I think they were not online when you asked (neither were the versions 
in ACM DL).

> What's the main difference of your approach WRT something like this: 
> http://pyro.ai/
> ...

Pyro is a Python library/EDSL, while PSI is a typed programming language 
(with some support for dependent typing).

Pyro's focus is on scalable machine learning. PSI alone would not be 
particularly helpful there.

Pyro fits a parameterized probabilistic model to data using maximum 
likelihood estimation while at the same time inferring a posterior 
distribution for the latent variables of the model. If you use a 
probabilistic model without parameters, Pyro can be used for plain 
probabilistic inference without maximum likelihood estimation.

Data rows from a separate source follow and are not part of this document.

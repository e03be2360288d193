//! CSV report adapter implementing ReportPort.
//!
//! Writes one `<CODE>.csv` per analysed series plus a `summary.csv` with one
//! row per series, into an output directory. Undefined values are written as
//! empty cells.

use std::fs;
use std::path::Path;

use crate::domain::error::RangeRatioError;
use crate::domain::universe::SeriesReport;
use crate::ports::report_port::ReportPort;
use tracing::info;

const SERIES_HEADER: [&str; 6] = [
    "date",
    "close",
    "ratio",
    "sma_ratio",
    "sma_price",
    "price_over_sma",
];

const SUMMARY_FILE: &str = "summary.csv";

const SUMMARY_HEADER: [&str; 8] = [
    "code",
    "bars",
    "window",
    "mean_ratio",
    "last_ratio",
    "last_sma_ratio",
    "last_price_over_sma",
    "undefined_ratios",
];

pub struct CsvReportAdapter;

fn cell(value: Option<f64>) -> String {
    value.map(|v| format!("{:.6}", v)).unwrap_or_default()
}

fn report_err(path: &Path, e: impl std::fmt::Display) -> RangeRatioError {
    RangeRatioError::Report {
        reason: format!("failed to write {}: {}", path.display(), e),
    }
}

fn write_series(report: &SeriesReport, path: &Path) -> Result<(), RangeRatioError> {
    let mut wtr = csv::Writer::from_path(path).map_err(|e| report_err(path, e))?;
    wtr.write_record(SERIES_HEADER)
        .map_err(|e| report_err(path, e))?;

    for p in &report.analysis.points {
        wtr.write_record([
            p.date.format("%Y-%m-%d").to_string(),
            format!("{:.6}", p.close),
            cell(p.ratio),
            cell(p.sma_ratio),
            cell(p.sma_price),
            cell(p.price_over_sma),
        ])
        .map_err(|e| report_err(path, e))?;
    }

    wtr.flush().map_err(|e| report_err(path, e))?;
    Ok(())
}

fn write_summary(reports: &[SeriesReport], path: &Path) -> Result<(), RangeRatioError> {
    let mut wtr = csv::Writer::from_path(path).map_err(|e| report_err(path, e))?;
    wtr.write_record(SUMMARY_HEADER)
        .map_err(|e| report_err(path, e))?;

    for r in reports {
        let last = r.analysis.last();
        wtr.write_record([
            r.code.clone(),
            r.bars.to_string(),
            r.analysis.window.to_string(),
            cell(r.analysis.mean_ratio),
            cell(last.and_then(|p| p.ratio)),
            cell(last.and_then(|p| p.sma_ratio)),
            cell(last.and_then(|p| p.price_over_sma)),
            r.analysis.undefined_ratios.to_string(),
        ])
        .map_err(|e| report_err(path, e))?;
    }

    wtr.flush().map_err(|e| report_err(path, e))?;
    Ok(())
}

impl ReportPort for CsvReportAdapter {
    fn write(&self, reports: &[SeriesReport], output: &Path) -> Result<(), RangeRatioError> {
        // SUMMARY.csv and summary.csv are the same file on case-insensitive
        // filesystems.
        if let Some(r) = reports
            .iter()
            .find(|r| format!("{}.csv", r.code).eq_ignore_ascii_case(SUMMARY_FILE))
        {
            return Err(RangeRatioError::Report {
                reason: format!("code {} clashes with {}", r.code, SUMMARY_FILE),
            });
        }

        fs::create_dir_all(output)?;

        for report in reports {
            let path = output.join(format!("{}.csv", report.code));
            write_series(report, &path)?;
        }

        let summary = output.join(SUMMARY_FILE);
        write_summary(reports, &summary)?;
        info!(
            "wrote {} series and summary to {}",
            reports.len(),
            output.display()
        );
        Ok(())
    }
}
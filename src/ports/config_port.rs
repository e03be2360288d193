//! Configuration access port trait.

pub trait ConfigPort {
    fn get_string(&self, section: &str, key: &str) -> Option<String>;
    fn get_int(&self, section: &str, key: &str, default: i64) -> i64;
    fn get_bool(&self, section: &str, key: &str, default: bool) -> bool;
}
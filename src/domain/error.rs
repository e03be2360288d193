//! Domain error types.

use crate::domain::series::{BarIssue, SeriesError};
use chrono::NaiveDate;

/// Errors raised by the ratio analytics before or during computation.
#[derive(Debug, Clone, PartialEq, thiserror::Error)]
pub enum AnalyticsError {
    #[error("invalid parameter {name}: {reason}")]
    InvalidParameter { name: String, reason: String },

    #[error("invalid bar for {code} on {date}: {issue}")]
    InvalidBar {
        code: String,
        date: NaiveDate,
        issue: BarIssue,
    },

    #[error(transparent)]
    Series(#[from] SeriesError),
}

/// Top-level error type for rangeratio.
#[derive(Debug, thiserror::Error)]
pub enum RangeRatioError {
    #[error("data source error: {reason}")]
    Data { reason: String },

    #[error("data query error: {reason}")]
    DataQuery { reason: String },

    #[error("config parse error in {file}: {reason}")]
    ConfigParse { file: String, reason: String },

    #[error("missing config key [{section}] {key}")]
    ConfigMissing { section: String, key: String },

    #[error("invalid config value [{section}] {key}: {reason}")]
    ConfigInvalid {
        section: String,
        key: String,
        reason: String,
    },

    #[error("no data for {code}")]
    NoData { code: String },

    #[error(transparent)]
    Analytics(#[from] AnalyticsError),

    #[error("report error: {reason}")]
    Report { reason: String },

    #[error(transparent)]
    Io(#[from] std::io::Error),
}

impl From<&RangeRatioError> for std::process::ExitCode {
    fn from(err: &RangeRatioError) -> Self {
        let code: u8 = match err {
            RangeRatioError::Io(_) | RangeRatioError::Report { .. } => 1,
            RangeRatioError::ConfigParse { .. }
            | RangeRatioError::ConfigMissing { .. }
            | RangeRatioError::ConfigInvalid { .. } => 2,
            RangeRatioError::Data { .. } | RangeRatioError::DataQuery { .. } => 3,
            RangeRatioError::Analytics(_) => 4,
            RangeRatioError::NoData { .. } => 5,
        };
        std::process::ExitCode::from(code)
    }
}
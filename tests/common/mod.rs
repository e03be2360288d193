#![allow(dead_code)]

use chrono::NaiveDate;
use rangeratio::domain::error::RangeRatioError;
pub use rangeratio::domain::ohlcv::PriceBar;
use rangeratio::domain::series::BarPolicy;
use rangeratio::domain::universe::AnalysisRequest;
use rangeratio::ports::data_port::DataPort;
use std::cell::RefCell;
use std::collections::HashMap;

pub struct MockDataPort {
    pub data: HashMap<String, Vec<PriceBar>>,
    pub errors: HashMap<String, String>,
    pub calls: RefCell<Vec<String>>,
}

impl MockDataPort {
    pub fn new() -> Self {
        Self {
            data: HashMap::new(),
            errors: HashMap::new(),
            calls: RefCell::new(Vec::new()),
        }
    }

    pub fn with_bars(mut self, code: &str, bars: Vec<PriceBar>) -> Self {
        self.data.insert(code.to_string(), bars);
        self
    }

    pub fn with_error(mut self, code: &str, reason: &str) -> Self {
        self.errors.insert(code.to_string(), reason.to_string());
        self
    }

    pub fn call_count(&self) -> usize {
        self.calls.borrow().len()
    }
}

impl DataPort for MockDataPort {
    fn fetch_bars(
        &self,
        code: &str,
        start_date: NaiveDate,
        end_date: NaiveDate,
    ) -> Result<Vec<PriceBar>, RangeRatioError> {
        self.calls.borrow_mut().push(code.to_string());
        if let Some(reason) = self.errors.get(code) {
            return Err(RangeRatioError::Data {
                reason: reason.clone(),
            });
        }
        Ok(self
            .data
            .get(code)
            .map(|bars| {
                bars.iter()
                    .filter(|b| b.date >= start_date && b.date <= end_date)
                    .cloned()
                    .collect()
            })
            .unwrap_or_default())
    }

    fn list_symbols(&self) -> Result<Vec<String>, RangeRatioError> {
        let mut codes: Vec<String> = self.data.keys().cloned().collect();
        codes.sort();
        Ok(codes)
    }

    fn get_data_range(
        &self,
        code: &str,
    ) -> Result<Option<(NaiveDate, NaiveDate, usize)>, RangeRatioError> {
        match self.data.get(code) {
            Some(bars) if !bars.is_empty() => {
                let min = bars.iter().map(|b| b.date).min().unwrap();
                let max = bars.iter().map(|b| b.date).max().unwrap();
                Ok(Some((min, max, bars.len())))
            }
            _ => Ok(None),
        }
    }
}

pub fn date(y: i32, m: u32, d: u32) -> NaiveDate {
    NaiveDate::from_ymd_opt(y, m, d).unwrap()
}

/// A bar whose ratio is exactly `high / low`, with open and close at the low.
pub fn make_bar(code: &str, date: &str, high: f64, low: f64) -> PriceBar {
    PriceBar {
        code: code.to_string(),
        date: NaiveDate::parse_from_str(date, "%Y-%m-%d").unwrap(),
        open: low,
        high,
        low,
        close: low,
        volume: 1000,
    }
}

/// Consecutive daily bars with low = 1, so each ratio equals the given value.
pub fn ratio_series(code: &str, start_date: &str, ratios: &[f64]) -> Vec<PriceBar> {
    let start = NaiveDate::parse_from_str(start_date, "%Y-%m-%d").unwrap();
    ratios
        .iter()
        .enumerate()
        .map(|(i, &r)| PriceBar {
            code: code.to_string(),
            date: start + chrono::Duration::days(i as i64),
            open: 1.0,
            high: r,
            low: 1.0,
            close: r,
            volume: 1000,
        })
        .collect()
}

pub fn generate_bars(code: &str, start_date: &str, count: usize, start_price: f64) -> Vec<PriceBar> {
    let start = NaiveDate::parse_from_str(start_date, "%Y-%m-%d").unwrap();
    (0..count)
        .map(|i| {
            let base = start_price + i as f64;
            PriceBar {
                code: code.to_string(),
                date: start + chrono::Duration::days(i as i64),
                open: base,
                high: base + 1.0 + (i % 3) as f64,
                low: base - 1.0,
                close: base + 0.5,
                volume: 1000,
            }
        })
        .collect()
}

pub fn sample_request(window: usize) -> AnalysisRequest {
    AnalysisRequest {
        start_date: date(2024, 1, 1),
        end_date: date(2024, 12, 31),
        window,
        bar_policy: BarPolicy::Drop,
        fold_daily: true,
    }
}
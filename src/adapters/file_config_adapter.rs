//! INI file configuration adapter.

use crate::ports::config_port::ConfigPort;
use configparser::ini::Ini;
use std::path::Path;

#[derive(Debug)]
pub struct FileConfigAdapter {
    config: Ini,
}

impl FileConfigAdapter {
    pub fn from_file<P: AsRef<Path>>(path: P) -> std::io::Result<Self> {
        let mut config = Ini::new();
        config.load(path).map_err(std::io::Error::other)?;
        Ok(Self { config })
    }

    pub fn from_string(content: &str) -> Result<Self, String> {
        let mut config = Ini::new();
        config.read(content.to_string())?;
        Ok(Self { config })
    }

    fn parse_bool(value: &str) -> Option<bool> {
        match value.trim().to_lowercase().as_str() {
            "true" | "yes" | "on" | "1" => Some(true),
            "false" | "no" | "off" | "0" => Some(false),
            _ => None,
        }
    }
}

impl ConfigPort for FileConfigAdapter {
    fn get_string(&self, section: &str, key: &str) -> Option<String> {
        self.config.get(section, key)
    }

    fn get_int(&self, section: &str, key: &str, default: i64) -> i64 {
        self.config
            .getint(section, key)
            .ok()
            .flatten()
            .unwrap_or(default)
    }

    fn get_bool(&self, section: &str, key: &str, default: bool) -> bool {
        self.config
            .get(section, key)
            .as_deref()
            .and_then(Self::parse_bool)
            .unwrap_or(default)
    }
}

PSI currently does not do optimization, just probabilistic inference. 
(PSI can do symbolic inference with parameters, then they can be 
optimized with some other tool.)

The goal is to find a distribution such that KL-divergence of the 
posterior and this distribution is as small as possible. PSI always 
finds the true posterior when it is successful (i.e. KL-divergence 0 
when applicable), but will not always succeed, in particular, it might 
not be fast enough, or the result may not be in a useful form.

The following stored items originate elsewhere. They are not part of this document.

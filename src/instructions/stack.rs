//! # Stack Operations
//!
//! This module implements stack manipulation instructions:
//! - PHA / PHX / PHY: Push a register
//! - PHP: Push processor status
//! - PLA / PLX / PLY: Pull a register, updating Z and N
//! - PLP: Pull processor status
//!
//! The stack lives at memory addresses 0x0100-0x01FF and grows downward.
//! The stack pointer (SP) is an 8-bit register that serves as an offset into this
//! page. The full stack address is calculated as 0x0100 | SP.

use crate::{ExecutionError, MemoryBus, CPU};

/// Executes the PHA (Push Accumulator) instruction.
///
/// Stack operation:
/// 1. Write accumulator value to 0x0100 | SP
/// 2. Decrement SP (wraps from 0x00 to 0xFF)
///
/// # Examples
///
/// ```
/// use lib65c02::{CPU, FlatMemory, MemoryBus};
///
/// let mut memory = FlatMemory::new();
/// memory.write(0x0000, 0x48); // PHA
///
/// let mut cpu = CPU::new(memory);
/// cpu.set_a(0x42);
///
/// cpu.step().unwrap();
///
/// assert_eq!(cpu.memory().read(0x01FF), 0x42);
/// assert_eq!(cpu.sp(), 0xFE);
/// assert_eq!(cpu.cycles(), 3);
/// ```
pub(crate) fn execute_pha<M: MemoryBus>(cpu: &mut CPU<M>) -> Result<u32, ExecutionError> {
    let value = cpu.regs.a;
    cpu.push(value);
    Ok(0)
}

pub(crate) fn execute_phx<M: MemoryBus>(cpu: &mut CPU<M>) -> Result<u32, ExecutionError> {
    let value = cpu.regs.x;
    cpu.push(value);
    Ok(0)
}

pub(crate) fn execute_phy<M: MemoryBus>(cpu: &mut CPU<M>) -> Result<u32, ExecutionError> {
    let value = cpu.regs.y;
    cpu.push(value);
    Ok(0)
}

/// Executes the PHP (Push Processor Status) instruction.
///
/// Bit 5 is always set in the pushed byte. B is pushed as currently held.
pub(crate) fn execute_php<M: MemoryBus>(cpu: &mut CPU<M>) -> Result<u32, ExecutionError> {
    let status = cpu.regs.status_byte();
    cpu.push(status);
    Ok(0)
}

/// Executes the PLA (Pull Accumulator) instruction.
pub(crate) fn execute_pla<M: MemoryBus>(cpu: &mut CPU<M>) -> Result<u32, ExecutionError> {
    let value = cpu.pull();
    cpu.regs.load_a(value);
    Ok(0)
}

pub(crate) fn execute_plx<M: MemoryBus>(cpu: &mut CPU<M>) -> Result<u32, ExecutionError> {
    let value = cpu.pull();
    cpu.regs.load_x(value);
    Ok(0)
}

pub(crate) fn execute_ply<M: MemoryBus>(cpu: &mut CPU<M>) -> Result<u32, ExecutionError> {
    let value = cpu.pull();
    cpu.regs.load_y(value);
    Ok(0)
}

/// Executes the PLP (Pull Processor Status) instruction.
///
/// Every bit is restored as stored, B included.
pub(crate) fn execute_plp<M: MemoryBus>(cpu: &mut CPU<M>) -> Result<u32, ExecutionError> {
    let status = cpu.pull();
    cpu.regs.set_status_byte(status);
    Ok(0)
}
//! # Increment and Decrement Instructions
//!
//! This module implements increment and decrement operations:
//! - INC / DEC: Memory or accumulator
//! - INX / INY / DEX / DEY: Index registers
//!
//! All of them wrap at 8 bits and update Z and N. C and V are untouched.

use crate::addressing::Operand;
use crate::{ExecutionError, MemoryBus, CPU};

fn modify<M: MemoryBus>(
    cpu: &mut CPU<M>,
    operand: &Operand,
    delta: fn(u8) -> u8,
) -> Result<u32, ExecutionError> {
    let result = delta(cpu.read_operand(operand)?);
    cpu.write_operand(operand, result)?;
    cpu.regs.update_nz(result);
    Ok(0)
}

/// Executes the INC (Increment Memory) instruction.
///
/// `INC A` (0x1A) increments the accumulator.
pub(crate) fn execute_inc<M: MemoryBus>(
    cpu: &mut CPU<M>,
    operand: &Operand,
) -> Result<u32, ExecutionError> {
    modify(cpu, operand, |v| v.wrapping_add(1))
}

/// Executes the DEC (Decrement Memory) instruction.
///
/// `DEC A` (0x3A) decrements the accumulator.
pub(crate) fn execute_dec<M: MemoryBus>(
    cpu: &mut CPU<M>,
    operand: &Operand,
) -> Result<u32, ExecutionError> {
    modify(cpu, operand, |v| v.wrapping_sub(1))
}

pub(crate) fn execute_inx<M: MemoryBus>(cpu: &mut CPU<M>) -> Result<u32, ExecutionError> {
    let value = cpu.regs.x.wrapping_add(1);
    cpu.regs.load_x(value);
    Ok(0)
}

pub(crate) fn execute_iny<M: MemoryBus>(cpu: &mut CPU<M>) -> Result<u32, ExecutionError> {
    let value = cpu.regs.y.wrapping_add(1);
    cpu.regs.load_y(value);
    Ok(0)
}

pub(crate) fn execute_dex<M: MemoryBus>(cpu: &mut CPU<M>) -> Result<u32, ExecutionError> {
    let value = cpu.regs.x.wrapping_sub(1);
    cpu.regs.load_x(value);
    Ok(0)
}

pub(crate) fn execute_dey<M: MemoryBus>(cpu: &mut CPU<M>) -> Result<u32, ExecutionError> {
    let value = cpu.regs.y.wrapping_sub(1);
    cpu.regs.load_y(value);
    Ok(0)
}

Pyro produces best-effort results. You may have to use some sort of 
validation to make sure that results are useful.

- The posterior distribution is assumed to have a specific form that can 
be represented symbolically and is normalized by construction. Often, 
the true posterior is not actually (known to be) in that family.

- The KL-divergence is upper-bounded using ELBO (evidence lower bound).

- The (gradient of the) ELBO is approximated by sampling from the 
assumed posterior with current parameters.

- This approximate ELBO is approximately optimized using gradient descent.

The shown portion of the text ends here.